_Exercise instructions_: Repeat nothing but the lines below running from the one containing "use super::*;" to the one containing "pub async fn models(&self, provider: Source)". Keep both end lines.

_ _ _ _

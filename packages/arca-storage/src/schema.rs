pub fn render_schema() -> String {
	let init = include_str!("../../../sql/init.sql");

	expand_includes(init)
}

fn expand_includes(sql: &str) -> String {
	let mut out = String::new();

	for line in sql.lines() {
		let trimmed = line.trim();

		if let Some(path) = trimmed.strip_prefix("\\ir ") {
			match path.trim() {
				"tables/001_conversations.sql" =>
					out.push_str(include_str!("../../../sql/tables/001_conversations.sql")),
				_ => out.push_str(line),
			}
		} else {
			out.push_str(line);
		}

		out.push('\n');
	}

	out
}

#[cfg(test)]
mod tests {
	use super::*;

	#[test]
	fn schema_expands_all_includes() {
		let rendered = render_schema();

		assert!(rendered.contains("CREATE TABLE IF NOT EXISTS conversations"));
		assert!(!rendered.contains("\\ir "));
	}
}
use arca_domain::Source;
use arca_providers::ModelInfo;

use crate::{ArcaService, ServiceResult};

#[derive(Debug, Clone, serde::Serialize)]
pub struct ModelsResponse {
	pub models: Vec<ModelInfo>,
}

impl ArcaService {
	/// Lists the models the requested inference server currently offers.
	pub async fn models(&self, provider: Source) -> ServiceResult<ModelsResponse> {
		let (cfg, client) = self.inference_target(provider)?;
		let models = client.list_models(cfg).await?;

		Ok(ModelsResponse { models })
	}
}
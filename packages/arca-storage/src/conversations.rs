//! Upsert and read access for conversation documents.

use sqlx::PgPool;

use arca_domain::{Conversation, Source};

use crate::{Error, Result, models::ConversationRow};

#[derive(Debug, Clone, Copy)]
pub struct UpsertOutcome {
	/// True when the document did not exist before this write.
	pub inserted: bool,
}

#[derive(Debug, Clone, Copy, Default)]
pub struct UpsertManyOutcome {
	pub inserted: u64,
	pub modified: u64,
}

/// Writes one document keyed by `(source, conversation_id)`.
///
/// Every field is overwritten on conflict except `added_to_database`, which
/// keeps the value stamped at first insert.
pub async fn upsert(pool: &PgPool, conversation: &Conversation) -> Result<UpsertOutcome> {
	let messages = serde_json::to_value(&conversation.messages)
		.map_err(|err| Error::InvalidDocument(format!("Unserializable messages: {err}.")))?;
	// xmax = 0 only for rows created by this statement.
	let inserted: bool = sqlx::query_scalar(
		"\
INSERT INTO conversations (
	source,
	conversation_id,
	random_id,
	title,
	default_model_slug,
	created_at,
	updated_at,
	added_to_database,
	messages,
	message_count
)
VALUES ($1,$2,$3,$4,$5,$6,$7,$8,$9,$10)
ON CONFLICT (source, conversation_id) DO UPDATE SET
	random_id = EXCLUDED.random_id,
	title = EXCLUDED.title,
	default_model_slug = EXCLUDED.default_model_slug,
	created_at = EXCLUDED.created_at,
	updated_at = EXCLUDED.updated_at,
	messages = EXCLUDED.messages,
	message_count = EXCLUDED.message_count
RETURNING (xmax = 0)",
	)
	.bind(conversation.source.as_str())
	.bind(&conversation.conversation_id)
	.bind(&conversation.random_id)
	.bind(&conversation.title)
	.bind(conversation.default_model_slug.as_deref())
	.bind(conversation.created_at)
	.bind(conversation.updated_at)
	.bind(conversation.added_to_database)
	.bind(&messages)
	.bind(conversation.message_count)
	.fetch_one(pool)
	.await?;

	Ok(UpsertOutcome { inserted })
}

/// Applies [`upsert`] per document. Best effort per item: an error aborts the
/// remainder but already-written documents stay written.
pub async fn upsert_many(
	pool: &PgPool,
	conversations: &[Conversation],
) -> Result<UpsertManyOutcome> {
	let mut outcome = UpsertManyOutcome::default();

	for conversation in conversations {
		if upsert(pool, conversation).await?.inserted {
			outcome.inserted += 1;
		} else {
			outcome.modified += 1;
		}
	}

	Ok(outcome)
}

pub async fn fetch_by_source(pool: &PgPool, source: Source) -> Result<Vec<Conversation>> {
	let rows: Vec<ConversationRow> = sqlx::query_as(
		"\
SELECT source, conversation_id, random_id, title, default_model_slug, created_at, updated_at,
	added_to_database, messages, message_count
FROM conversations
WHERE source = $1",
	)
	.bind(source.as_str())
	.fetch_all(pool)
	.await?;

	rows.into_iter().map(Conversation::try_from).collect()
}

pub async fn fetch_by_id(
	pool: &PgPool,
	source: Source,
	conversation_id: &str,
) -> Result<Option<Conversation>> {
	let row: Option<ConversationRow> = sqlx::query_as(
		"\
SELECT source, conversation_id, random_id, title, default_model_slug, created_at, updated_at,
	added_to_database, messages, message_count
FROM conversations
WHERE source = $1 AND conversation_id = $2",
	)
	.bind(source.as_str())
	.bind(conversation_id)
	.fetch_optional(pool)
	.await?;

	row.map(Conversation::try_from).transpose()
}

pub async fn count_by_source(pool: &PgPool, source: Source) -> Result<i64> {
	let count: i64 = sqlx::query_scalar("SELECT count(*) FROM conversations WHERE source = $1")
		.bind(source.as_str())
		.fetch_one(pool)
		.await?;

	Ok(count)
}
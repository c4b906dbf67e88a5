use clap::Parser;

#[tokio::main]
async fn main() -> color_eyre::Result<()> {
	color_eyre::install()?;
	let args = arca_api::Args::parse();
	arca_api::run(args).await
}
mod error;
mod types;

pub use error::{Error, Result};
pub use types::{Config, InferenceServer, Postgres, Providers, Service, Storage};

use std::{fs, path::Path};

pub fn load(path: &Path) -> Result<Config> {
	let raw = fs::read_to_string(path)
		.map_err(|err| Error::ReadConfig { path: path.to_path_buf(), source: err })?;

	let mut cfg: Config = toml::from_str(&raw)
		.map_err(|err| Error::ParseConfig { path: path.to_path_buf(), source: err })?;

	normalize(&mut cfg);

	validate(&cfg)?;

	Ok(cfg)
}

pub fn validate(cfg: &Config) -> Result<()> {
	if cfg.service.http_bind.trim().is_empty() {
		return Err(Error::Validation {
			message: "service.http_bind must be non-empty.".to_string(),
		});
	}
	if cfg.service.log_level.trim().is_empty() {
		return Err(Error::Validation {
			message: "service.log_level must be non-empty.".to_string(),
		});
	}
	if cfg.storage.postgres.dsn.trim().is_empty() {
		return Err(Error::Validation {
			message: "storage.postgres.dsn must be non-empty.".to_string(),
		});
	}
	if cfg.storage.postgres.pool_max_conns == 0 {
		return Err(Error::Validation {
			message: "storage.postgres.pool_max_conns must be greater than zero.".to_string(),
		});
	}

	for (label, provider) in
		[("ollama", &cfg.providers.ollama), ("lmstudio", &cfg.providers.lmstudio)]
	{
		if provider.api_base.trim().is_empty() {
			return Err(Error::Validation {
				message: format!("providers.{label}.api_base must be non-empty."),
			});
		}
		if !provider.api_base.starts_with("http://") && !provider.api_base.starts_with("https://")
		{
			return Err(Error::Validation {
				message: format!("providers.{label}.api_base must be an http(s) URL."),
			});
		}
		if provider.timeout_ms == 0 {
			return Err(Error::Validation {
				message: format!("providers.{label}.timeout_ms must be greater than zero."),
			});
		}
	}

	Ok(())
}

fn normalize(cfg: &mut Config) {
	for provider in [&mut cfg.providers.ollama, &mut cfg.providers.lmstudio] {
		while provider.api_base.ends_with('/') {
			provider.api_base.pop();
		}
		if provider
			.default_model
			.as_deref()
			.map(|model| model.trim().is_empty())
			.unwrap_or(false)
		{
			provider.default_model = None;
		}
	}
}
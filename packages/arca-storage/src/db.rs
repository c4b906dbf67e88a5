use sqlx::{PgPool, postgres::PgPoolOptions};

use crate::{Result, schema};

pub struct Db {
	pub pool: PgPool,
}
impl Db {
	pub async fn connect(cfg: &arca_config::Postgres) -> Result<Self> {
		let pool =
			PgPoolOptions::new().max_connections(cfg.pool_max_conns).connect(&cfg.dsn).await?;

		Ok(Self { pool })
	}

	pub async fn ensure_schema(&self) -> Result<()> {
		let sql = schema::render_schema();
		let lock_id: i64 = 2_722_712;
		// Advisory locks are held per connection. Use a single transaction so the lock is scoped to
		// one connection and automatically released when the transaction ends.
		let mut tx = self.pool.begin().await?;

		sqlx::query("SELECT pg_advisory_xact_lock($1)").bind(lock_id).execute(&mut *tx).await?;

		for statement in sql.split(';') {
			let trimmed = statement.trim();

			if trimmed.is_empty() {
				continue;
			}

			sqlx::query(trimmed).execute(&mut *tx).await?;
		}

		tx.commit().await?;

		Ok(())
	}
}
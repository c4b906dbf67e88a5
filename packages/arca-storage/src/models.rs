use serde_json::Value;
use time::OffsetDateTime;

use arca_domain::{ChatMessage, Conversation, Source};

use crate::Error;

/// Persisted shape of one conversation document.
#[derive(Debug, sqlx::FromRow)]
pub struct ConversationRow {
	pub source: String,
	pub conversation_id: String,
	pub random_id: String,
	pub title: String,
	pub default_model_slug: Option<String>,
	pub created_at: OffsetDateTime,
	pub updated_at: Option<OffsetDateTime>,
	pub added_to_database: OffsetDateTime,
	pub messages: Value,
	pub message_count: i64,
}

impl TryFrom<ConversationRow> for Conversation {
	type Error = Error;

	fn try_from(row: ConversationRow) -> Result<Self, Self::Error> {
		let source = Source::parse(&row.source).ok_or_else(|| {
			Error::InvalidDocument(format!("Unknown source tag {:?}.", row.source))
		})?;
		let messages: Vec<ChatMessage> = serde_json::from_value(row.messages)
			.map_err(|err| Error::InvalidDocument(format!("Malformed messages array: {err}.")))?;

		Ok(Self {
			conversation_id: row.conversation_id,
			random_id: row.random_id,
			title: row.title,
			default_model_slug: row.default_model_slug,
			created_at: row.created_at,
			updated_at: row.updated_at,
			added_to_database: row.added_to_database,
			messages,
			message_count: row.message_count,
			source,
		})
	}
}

_ _ _ _

_Output for this task_:
	use super::*;

	#[test]
	fn schema_expands_all_includes() {
		let rendered = render_schema();

		assert!(rendered.contains("CREATE TABLE IF NOT EXISTS conversations"));
		assert!(!rendered.contains("\\ir "));
	}
}
use arca_domain::Source;
use arca_providers::ModelInfo;

use crate::{ArcaService, ServiceResult};

#[derive(Debug, Clone, serde::Serialize)]
pub struct ModelsResponse {
	pub models: Vec<ModelInfo>,
}

impl ArcaService {
	/// Lists the models the requested inference server currently offers.
	pub async fn models(&self, provider: Source) -> ServiceResult<ModelsResponse> {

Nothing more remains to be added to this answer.